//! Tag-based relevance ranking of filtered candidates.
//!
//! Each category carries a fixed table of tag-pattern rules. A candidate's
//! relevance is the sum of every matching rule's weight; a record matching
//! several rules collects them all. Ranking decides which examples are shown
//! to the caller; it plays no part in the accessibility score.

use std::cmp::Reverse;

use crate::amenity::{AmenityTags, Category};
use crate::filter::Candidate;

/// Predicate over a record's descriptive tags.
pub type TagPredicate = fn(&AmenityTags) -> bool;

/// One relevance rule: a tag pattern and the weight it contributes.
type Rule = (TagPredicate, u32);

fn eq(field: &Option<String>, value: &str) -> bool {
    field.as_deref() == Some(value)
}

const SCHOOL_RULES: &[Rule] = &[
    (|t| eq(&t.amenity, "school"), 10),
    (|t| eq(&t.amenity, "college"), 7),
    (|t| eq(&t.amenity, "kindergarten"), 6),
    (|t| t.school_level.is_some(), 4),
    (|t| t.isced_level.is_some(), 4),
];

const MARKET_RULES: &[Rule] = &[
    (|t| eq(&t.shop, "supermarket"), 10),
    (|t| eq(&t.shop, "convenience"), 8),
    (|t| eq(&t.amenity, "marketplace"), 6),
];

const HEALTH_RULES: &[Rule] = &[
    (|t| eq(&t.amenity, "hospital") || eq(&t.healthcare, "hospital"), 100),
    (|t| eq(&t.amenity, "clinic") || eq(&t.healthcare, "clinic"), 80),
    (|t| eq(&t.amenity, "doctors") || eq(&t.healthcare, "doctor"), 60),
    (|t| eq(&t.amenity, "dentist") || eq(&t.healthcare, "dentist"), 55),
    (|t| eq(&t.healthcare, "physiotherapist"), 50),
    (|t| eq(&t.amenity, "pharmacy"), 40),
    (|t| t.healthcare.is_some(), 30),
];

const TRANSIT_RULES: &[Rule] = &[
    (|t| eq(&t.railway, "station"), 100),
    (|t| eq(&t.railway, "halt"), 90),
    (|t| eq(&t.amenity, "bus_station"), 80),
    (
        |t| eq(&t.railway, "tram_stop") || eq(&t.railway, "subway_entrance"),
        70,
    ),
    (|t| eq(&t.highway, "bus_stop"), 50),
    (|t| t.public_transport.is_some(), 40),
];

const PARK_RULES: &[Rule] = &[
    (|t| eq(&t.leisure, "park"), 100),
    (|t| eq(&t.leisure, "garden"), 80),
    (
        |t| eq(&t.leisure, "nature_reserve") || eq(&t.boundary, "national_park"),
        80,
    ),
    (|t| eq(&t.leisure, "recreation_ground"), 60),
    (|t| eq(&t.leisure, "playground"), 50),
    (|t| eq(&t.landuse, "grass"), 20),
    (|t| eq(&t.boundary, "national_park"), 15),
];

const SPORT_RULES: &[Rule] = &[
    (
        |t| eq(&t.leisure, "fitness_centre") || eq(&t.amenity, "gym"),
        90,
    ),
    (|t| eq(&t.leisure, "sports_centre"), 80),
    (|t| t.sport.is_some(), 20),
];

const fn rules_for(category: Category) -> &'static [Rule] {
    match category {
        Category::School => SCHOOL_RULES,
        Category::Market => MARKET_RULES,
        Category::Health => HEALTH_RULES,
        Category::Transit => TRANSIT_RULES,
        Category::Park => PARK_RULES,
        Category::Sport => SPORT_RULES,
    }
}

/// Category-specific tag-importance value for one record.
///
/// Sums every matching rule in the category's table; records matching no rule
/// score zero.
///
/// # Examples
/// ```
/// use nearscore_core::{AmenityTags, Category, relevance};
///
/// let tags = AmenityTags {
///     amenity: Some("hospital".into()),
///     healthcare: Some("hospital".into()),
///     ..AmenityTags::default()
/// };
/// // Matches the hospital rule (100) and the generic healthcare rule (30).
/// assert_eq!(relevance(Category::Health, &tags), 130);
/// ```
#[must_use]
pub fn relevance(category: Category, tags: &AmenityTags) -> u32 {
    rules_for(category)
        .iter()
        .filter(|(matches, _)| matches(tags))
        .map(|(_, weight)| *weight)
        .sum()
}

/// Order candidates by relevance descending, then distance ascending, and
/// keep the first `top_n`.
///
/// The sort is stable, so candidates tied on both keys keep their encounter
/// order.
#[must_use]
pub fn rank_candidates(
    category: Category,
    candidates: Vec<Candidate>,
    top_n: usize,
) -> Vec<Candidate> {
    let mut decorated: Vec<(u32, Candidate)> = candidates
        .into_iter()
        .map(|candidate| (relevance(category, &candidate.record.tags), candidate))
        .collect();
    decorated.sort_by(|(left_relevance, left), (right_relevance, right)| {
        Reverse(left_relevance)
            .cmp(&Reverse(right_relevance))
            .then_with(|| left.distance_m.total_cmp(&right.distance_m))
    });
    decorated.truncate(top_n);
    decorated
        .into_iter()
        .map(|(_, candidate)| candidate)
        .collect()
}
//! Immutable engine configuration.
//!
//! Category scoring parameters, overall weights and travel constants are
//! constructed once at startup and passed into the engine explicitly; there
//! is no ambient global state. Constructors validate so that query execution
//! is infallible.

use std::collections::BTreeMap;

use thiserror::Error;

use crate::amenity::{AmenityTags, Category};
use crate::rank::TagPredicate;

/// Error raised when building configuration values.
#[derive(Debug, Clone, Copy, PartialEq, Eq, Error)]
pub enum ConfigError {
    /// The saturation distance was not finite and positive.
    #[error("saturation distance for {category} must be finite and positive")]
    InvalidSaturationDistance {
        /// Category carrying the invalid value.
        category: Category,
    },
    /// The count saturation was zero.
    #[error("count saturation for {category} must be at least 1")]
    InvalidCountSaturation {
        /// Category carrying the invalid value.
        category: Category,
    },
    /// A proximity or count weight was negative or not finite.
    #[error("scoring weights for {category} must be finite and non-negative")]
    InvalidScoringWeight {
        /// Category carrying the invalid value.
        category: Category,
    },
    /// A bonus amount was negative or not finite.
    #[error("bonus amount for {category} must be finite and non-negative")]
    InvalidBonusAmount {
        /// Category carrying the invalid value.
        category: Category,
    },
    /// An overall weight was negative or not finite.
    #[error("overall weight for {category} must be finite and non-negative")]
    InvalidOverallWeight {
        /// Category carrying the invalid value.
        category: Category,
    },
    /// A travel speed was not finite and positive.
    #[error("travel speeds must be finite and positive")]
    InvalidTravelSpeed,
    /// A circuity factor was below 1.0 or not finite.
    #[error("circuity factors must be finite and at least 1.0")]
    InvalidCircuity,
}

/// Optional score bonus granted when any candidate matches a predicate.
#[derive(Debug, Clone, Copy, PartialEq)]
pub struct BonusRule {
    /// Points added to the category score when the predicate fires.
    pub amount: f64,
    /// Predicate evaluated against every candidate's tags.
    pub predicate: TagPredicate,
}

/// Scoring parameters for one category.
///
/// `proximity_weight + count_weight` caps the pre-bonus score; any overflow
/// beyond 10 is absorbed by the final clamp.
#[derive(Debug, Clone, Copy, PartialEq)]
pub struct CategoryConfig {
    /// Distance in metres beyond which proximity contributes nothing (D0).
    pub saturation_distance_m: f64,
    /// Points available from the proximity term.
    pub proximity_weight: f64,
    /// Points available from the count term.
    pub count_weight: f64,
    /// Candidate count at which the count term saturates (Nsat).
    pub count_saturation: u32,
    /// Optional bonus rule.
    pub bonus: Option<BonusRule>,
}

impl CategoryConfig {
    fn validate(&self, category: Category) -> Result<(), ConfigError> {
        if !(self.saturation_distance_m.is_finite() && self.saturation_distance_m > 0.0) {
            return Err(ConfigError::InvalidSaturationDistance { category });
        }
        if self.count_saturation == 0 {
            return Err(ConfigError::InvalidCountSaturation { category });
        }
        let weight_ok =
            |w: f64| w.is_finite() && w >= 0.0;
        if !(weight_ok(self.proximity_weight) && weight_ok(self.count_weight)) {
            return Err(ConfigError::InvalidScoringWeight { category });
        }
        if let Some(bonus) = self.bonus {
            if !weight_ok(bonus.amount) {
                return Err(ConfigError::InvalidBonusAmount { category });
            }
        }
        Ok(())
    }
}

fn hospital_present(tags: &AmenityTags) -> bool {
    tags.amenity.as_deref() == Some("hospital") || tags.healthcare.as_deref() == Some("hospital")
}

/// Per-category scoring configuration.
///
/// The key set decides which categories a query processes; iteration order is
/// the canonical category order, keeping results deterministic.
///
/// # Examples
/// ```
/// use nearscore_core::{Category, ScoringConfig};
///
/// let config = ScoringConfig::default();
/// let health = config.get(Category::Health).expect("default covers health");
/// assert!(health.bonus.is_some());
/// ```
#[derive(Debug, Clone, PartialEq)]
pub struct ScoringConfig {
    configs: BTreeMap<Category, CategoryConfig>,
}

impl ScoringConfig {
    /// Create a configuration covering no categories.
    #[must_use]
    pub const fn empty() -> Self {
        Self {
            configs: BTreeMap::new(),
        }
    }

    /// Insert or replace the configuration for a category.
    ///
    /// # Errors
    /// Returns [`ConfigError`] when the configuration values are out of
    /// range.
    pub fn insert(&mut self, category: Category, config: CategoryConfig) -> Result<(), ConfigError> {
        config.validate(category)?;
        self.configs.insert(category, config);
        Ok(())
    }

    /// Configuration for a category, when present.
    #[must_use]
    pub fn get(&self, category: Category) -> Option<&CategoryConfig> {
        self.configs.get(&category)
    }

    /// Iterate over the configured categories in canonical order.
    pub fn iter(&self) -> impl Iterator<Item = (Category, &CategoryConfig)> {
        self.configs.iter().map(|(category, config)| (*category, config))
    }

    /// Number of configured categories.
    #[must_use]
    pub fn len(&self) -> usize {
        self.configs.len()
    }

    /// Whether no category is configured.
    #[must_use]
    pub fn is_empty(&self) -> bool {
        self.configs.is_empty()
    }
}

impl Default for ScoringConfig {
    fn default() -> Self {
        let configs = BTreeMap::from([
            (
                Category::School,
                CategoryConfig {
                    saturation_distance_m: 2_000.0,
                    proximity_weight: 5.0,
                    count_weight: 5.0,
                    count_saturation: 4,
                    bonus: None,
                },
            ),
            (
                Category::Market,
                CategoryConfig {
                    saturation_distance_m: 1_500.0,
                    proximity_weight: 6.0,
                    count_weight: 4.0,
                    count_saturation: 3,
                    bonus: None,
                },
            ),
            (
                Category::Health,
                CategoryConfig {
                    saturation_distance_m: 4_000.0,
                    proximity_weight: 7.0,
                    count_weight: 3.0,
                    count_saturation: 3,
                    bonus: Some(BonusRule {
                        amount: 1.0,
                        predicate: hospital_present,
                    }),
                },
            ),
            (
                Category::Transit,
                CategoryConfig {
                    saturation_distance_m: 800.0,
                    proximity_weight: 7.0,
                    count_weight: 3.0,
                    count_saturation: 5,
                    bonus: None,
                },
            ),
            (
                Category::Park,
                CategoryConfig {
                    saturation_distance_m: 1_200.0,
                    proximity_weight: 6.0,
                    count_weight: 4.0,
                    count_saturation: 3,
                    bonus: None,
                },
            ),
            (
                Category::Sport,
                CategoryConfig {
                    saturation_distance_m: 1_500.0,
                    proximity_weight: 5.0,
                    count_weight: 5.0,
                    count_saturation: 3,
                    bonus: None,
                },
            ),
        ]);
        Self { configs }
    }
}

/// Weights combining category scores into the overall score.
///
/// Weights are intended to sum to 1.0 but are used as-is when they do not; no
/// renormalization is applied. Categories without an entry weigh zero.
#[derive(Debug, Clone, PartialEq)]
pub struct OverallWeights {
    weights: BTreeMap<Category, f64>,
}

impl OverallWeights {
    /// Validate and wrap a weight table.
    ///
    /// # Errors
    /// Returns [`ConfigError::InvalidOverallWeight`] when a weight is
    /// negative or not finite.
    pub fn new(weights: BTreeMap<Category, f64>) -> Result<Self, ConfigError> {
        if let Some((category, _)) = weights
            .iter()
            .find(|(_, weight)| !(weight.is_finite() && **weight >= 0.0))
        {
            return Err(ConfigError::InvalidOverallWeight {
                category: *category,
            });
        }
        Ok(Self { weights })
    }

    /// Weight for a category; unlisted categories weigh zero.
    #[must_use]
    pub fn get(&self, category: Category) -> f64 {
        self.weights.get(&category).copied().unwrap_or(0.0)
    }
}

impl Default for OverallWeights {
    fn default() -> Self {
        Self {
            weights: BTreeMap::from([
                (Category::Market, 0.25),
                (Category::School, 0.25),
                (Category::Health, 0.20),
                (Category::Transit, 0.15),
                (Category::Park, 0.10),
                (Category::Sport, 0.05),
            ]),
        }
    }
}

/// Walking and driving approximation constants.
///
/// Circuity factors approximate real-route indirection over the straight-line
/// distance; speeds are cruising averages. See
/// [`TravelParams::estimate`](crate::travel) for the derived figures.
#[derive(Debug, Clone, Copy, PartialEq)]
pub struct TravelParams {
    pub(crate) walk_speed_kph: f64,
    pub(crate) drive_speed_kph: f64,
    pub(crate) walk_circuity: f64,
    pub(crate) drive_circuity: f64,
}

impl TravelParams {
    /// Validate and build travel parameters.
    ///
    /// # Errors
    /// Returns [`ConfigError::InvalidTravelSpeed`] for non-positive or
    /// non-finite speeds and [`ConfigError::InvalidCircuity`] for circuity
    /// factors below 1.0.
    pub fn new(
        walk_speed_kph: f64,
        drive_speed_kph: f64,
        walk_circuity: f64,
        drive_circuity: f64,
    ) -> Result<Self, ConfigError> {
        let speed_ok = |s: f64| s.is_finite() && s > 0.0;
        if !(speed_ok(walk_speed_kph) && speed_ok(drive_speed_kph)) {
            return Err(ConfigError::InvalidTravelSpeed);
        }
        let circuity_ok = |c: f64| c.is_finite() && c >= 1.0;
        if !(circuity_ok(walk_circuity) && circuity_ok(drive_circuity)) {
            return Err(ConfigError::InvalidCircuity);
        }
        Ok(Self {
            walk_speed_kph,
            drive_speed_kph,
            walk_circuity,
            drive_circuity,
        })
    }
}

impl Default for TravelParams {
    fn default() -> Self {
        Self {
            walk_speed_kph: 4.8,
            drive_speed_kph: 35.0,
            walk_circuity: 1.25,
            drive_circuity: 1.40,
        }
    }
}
--------------------
Select all lines in the listing above where the word "ScoringConfig" appears, and show them.

/// use nearscore_core::{Category, ScoringConfig};
/// let config = ScoringConfig::default();
pub struct ScoringConfig {
impl ScoringConfig {
impl Default for ScoringConfig {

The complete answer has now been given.